Exercise
Every line below that mentions the word "CHANNELS" should be copied out.

** Data for analysis follows **

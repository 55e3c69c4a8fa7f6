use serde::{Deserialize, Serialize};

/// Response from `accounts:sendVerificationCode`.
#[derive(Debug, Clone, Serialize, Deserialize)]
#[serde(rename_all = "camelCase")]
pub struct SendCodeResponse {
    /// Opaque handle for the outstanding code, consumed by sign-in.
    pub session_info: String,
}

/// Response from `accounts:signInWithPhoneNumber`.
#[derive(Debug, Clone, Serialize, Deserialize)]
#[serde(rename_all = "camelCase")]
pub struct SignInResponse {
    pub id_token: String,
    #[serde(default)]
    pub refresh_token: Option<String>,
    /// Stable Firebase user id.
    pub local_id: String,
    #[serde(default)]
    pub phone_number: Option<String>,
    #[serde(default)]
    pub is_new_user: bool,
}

** End of Data for analysis **
** Data for analysis follows **

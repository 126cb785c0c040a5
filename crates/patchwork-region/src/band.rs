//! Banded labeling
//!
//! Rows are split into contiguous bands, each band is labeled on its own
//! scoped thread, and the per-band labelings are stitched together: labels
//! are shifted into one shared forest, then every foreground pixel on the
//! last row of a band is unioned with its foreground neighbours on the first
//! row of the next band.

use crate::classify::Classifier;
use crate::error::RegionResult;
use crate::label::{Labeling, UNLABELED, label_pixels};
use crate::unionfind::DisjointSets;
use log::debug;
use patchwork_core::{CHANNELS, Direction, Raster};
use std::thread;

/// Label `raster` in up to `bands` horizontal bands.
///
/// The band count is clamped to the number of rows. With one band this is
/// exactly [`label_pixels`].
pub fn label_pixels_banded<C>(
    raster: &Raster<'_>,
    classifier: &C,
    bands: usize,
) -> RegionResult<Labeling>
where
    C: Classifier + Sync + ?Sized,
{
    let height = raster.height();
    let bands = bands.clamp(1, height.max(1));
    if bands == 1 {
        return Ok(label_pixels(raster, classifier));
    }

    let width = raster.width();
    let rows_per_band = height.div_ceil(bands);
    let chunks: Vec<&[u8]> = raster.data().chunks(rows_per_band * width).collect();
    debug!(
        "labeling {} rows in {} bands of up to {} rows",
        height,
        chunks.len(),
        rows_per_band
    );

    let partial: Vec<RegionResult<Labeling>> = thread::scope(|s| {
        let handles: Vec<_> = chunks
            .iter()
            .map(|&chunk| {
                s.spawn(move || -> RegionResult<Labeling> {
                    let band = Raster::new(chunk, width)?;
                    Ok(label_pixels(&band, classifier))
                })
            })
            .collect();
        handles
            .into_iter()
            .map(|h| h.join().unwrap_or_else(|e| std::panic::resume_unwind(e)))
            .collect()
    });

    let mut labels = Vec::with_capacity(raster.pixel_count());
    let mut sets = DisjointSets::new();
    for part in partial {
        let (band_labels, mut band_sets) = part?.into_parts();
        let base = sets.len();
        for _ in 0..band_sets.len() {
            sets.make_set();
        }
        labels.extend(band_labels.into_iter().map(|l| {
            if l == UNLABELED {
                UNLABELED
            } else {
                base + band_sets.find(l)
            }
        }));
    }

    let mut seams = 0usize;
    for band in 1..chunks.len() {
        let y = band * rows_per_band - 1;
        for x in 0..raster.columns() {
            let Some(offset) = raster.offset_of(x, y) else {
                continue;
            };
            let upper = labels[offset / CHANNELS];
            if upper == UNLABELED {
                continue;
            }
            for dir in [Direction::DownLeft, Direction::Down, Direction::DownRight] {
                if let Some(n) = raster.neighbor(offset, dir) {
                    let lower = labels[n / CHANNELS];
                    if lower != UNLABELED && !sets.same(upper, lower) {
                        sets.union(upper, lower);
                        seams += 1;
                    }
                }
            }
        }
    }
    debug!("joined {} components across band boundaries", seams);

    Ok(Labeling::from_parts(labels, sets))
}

** End of Data for analysis **

Written solution
use patchwork_core::{CHANNELS, Direction, Raster};
            let upper = labels[offset / CHANNELS];
                    let lower = labels[n / CHANNELS];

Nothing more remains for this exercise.